WHAT THE TASK ASKS: Entries follow. Return each line that contains the word "Duration".

MATERIAL SUPPLIED:
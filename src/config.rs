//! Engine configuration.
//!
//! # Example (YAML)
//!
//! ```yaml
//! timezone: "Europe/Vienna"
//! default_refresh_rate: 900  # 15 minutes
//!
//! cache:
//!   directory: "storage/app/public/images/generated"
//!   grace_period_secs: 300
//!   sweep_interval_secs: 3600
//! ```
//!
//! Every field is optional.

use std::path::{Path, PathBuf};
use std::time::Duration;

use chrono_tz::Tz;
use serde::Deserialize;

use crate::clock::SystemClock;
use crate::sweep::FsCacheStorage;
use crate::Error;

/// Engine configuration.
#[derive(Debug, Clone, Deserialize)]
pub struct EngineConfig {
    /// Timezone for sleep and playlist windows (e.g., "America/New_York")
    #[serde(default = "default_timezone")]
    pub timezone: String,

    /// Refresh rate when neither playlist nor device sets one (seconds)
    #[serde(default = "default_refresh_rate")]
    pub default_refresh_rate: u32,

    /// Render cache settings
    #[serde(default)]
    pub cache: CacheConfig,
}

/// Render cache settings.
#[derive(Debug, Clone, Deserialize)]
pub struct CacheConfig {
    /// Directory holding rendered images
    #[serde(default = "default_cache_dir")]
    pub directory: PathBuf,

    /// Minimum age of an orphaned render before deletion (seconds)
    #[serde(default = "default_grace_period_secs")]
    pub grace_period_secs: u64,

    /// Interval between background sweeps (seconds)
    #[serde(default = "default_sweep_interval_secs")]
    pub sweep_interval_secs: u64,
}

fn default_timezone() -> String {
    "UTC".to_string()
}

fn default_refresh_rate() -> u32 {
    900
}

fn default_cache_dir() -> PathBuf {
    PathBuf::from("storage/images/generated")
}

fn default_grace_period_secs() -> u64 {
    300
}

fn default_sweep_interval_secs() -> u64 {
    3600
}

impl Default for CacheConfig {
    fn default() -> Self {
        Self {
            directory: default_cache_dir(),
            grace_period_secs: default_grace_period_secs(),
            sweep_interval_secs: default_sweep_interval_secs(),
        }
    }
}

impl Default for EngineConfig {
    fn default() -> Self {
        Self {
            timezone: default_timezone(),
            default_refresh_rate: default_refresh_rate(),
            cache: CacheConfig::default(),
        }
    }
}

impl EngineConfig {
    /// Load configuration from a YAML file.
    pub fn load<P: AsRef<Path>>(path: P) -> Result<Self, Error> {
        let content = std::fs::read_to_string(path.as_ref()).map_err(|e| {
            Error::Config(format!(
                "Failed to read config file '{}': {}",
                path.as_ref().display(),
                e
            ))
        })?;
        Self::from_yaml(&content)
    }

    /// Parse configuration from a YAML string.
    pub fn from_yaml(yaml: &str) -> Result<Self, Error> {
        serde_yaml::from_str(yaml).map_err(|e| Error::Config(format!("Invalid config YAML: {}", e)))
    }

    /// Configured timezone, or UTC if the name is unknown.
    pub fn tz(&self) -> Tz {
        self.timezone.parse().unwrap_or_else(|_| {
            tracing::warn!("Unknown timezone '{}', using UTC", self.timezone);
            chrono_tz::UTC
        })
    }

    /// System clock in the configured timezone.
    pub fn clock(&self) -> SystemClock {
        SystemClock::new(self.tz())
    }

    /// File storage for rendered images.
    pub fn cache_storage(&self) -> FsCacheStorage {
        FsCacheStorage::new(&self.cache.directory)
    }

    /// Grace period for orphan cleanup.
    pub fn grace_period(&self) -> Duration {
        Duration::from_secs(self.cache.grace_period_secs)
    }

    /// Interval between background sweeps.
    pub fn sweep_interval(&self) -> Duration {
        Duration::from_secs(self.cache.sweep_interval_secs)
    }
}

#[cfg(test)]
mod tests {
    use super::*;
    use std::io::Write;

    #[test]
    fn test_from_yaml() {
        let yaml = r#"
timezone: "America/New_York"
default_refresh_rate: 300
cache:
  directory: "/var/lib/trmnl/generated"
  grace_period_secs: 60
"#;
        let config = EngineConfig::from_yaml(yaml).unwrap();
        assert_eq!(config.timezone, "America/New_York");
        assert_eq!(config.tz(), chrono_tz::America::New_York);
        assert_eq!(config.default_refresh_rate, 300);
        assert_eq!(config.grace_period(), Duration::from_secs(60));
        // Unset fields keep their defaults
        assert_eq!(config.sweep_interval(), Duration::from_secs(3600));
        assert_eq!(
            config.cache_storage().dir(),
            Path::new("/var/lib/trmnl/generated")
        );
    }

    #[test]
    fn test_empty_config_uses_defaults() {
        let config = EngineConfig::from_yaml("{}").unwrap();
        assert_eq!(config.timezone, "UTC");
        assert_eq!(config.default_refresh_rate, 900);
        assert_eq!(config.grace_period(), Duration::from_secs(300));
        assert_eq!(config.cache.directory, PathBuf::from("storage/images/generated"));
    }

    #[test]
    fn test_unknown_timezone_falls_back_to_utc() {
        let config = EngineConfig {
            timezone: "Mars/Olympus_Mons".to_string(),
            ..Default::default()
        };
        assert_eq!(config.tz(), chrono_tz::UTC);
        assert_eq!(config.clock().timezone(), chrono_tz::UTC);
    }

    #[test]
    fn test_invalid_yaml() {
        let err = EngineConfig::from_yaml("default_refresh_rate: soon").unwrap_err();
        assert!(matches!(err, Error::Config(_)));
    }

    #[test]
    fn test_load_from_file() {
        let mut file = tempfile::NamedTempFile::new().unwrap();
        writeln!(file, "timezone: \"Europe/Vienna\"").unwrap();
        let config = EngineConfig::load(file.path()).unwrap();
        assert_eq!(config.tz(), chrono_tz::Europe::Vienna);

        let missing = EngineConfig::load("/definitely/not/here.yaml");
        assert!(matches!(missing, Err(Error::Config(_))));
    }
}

* * *

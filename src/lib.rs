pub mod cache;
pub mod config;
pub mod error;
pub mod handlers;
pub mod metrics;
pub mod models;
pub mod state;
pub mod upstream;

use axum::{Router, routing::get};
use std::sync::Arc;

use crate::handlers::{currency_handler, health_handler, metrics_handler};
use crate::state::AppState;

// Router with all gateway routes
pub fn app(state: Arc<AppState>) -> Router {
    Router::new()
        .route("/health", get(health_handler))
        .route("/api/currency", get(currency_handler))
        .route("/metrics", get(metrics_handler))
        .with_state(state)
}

TASK OUTPUT:
use std::time::Duration;
    pub fn grace_period(&self) -> Duration {
        Duration::from_secs(self.cache.grace_period_secs)
    pub fn sweep_interval(&self) -> Duration {
        Duration::from_secs(self.cache.sweep_interval_secs)
        assert_eq!(config.grace_period(), Duration::from_secs(60));
        assert_eq!(config.sweep_interval(), Duration::from_secs(3600));
        assert_eq!(config.grace_period(), Duration::from_secs(300));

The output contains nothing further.